Американский историк-русист Нэнси Коллман, активно настаивающая на сходстве политико-правовых институтов России и Европы раннего Нового времени, тем не менее вынуждена признать и коренную разницу между ними: «Централизующимся государствам Европы приходилось иметь дело с устоявшимися социальными группами и основаниями для солидарности: аристократией, дворянством, гильдиями, сильными региональными обычаями — и вследствие этого действовать с определёнными ограничениями, чтобы отвечать местным интересам… Русские цари осуществили централизацию, пожалуй, даже более успешно, чем другие европейские правители, за счёт того, что им не противостояли укоренённые на местах группы, такие, как дворянские корпорации»[155].

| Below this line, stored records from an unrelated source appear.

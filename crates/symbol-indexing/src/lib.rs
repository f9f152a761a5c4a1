//! Cancellable incremental indexing pipeline for the symbol index.
//!
//! This crate turns a workspace into display-ready picker records and
//! keeps them current as files change. All work runs as actions on the
//! coalescing queue from `symbol-scheduler`.
//!
//! ## Key Components
//!
//! - [`ItemFilter`]: allow/ignore predicate for files and symbols
//! - [`SymbolExtractor`]: per-file symbol query with bounded retry, then flattening
//! - [`Scanner`]: file discovery and concurrent symbol scanning into a [`ScanResult`]
//! - [`present`]: raw scan result to [`PresentedRecord`] conversion
//! - [`Workspace`]: queues full and incremental passes and reports progress and stats
//! - [`CancellationFlag`]: cooperative abort signal shared by scanner and presenter
//!
//! ## Collaborators
//!
//! Hosts plug in a [`FileEnumerator`], a [`SymbolProvider`], an
//! [`IndexCache`], a [`Notifier`], an [`IndexLogger`] and a [`ProgressUi`].
//! Filesystem, in-memory and tracing-backed defaults are provided.
//!
//! ## Example
//!
//! ```ignore
//! use symbol_indexing::{FsFileEnumerator, NoSymbolProvider, Workspace, WorkspaceEvent};
//!
//! let workspace = Workspace::builder(
//!     Arc::new(FsFileEnumerator::single("/path/to/project")),
//!     Arc::new(NoSymbolProvider),
//! )
//! .with_settings(settings)
//! .build();
//!
//! workspace.handle_event(WorkspaceEvent::Startup).await?;
//! let records = workspace.pipeline().cache().records();
//! ```
//!
//! [`ScanResult`]: symbol_types::ScanResult
//! [`PresentedRecord`]: symbol_types::PresentedRecord

pub mod cancel;
pub mod error;
pub mod extractor;
pub mod filter;
pub mod presenter;
pub mod progress;
pub mod provider;
pub mod scanner;
pub mod sink;
pub mod workspace;

pub use cancel::CancellationFlag;
pub use error::IndexingError;
pub use extractor::{flatten_symbols, SymbolExtractor};
pub use filter::ItemFilter;
pub use presenter::{present, present_element};
pub use progress::{
    LoggingProgressReporter, LoggingProgressUi, NoOpProgressReporter, ProgressHandle,
    ProgressReporter, ProgressState, ProgressUi, ProgressUpdate,
};
pub use provider::{is_path_selected, FileEnumerator, FsFileEnumerator, NoSymbolProvider, SymbolProvider};
pub use scanner::{FileScannedCallback, Scanner, ScannerConfig};
pub use sink::{
    IndexCache, IndexLogger, IndexStats, MemoryCache, Notifier, TracingIndexLogger, TracingNotifier,
};
pub use workspace::{IndexPipeline, Workspace, WorkspaceBuilder, WorkspaceEvent};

Собственно сословий в европейском смысле слова — самоуправляющихся корпораций с набором прав и обязанностей — в России конца XV — начала XVI в. мы не видим. «…В начале XVI в. в России не существовало выработанных юридических норм, законов, которые бы закрепляли сословные права и привилегии разных групп знати»[156] (то же, естественно, касается и других социальных групп). В Московском государстве только одна политическая сила — великокняжеская власть, которой ничто не противостоит, которая ни перед кем не отчитывается, никому не клянётся хоть что-то соблюдать (даже при восшествии на престол, в отличие от большинства европейских монархов). Российский историк М. М. Кром, доказывающий, что Московское государство было одним из вариантов общеевропейской модели раннемодерного государства, видит в нём и «архаические черты», отмечая в первую очередь «самую выразительную, отличавшую Московию от соседей на западе», — «отсутствие институциональных ограничений монаршего произвола»[157]. То же утверждает и крупнейший американский специалист по Московской Руси Ричард Хелли: «Россия выходит из Средневековья, не имея ни единого из существовавших к тому времени на Западе институциональных ограничений власти правительства»[158].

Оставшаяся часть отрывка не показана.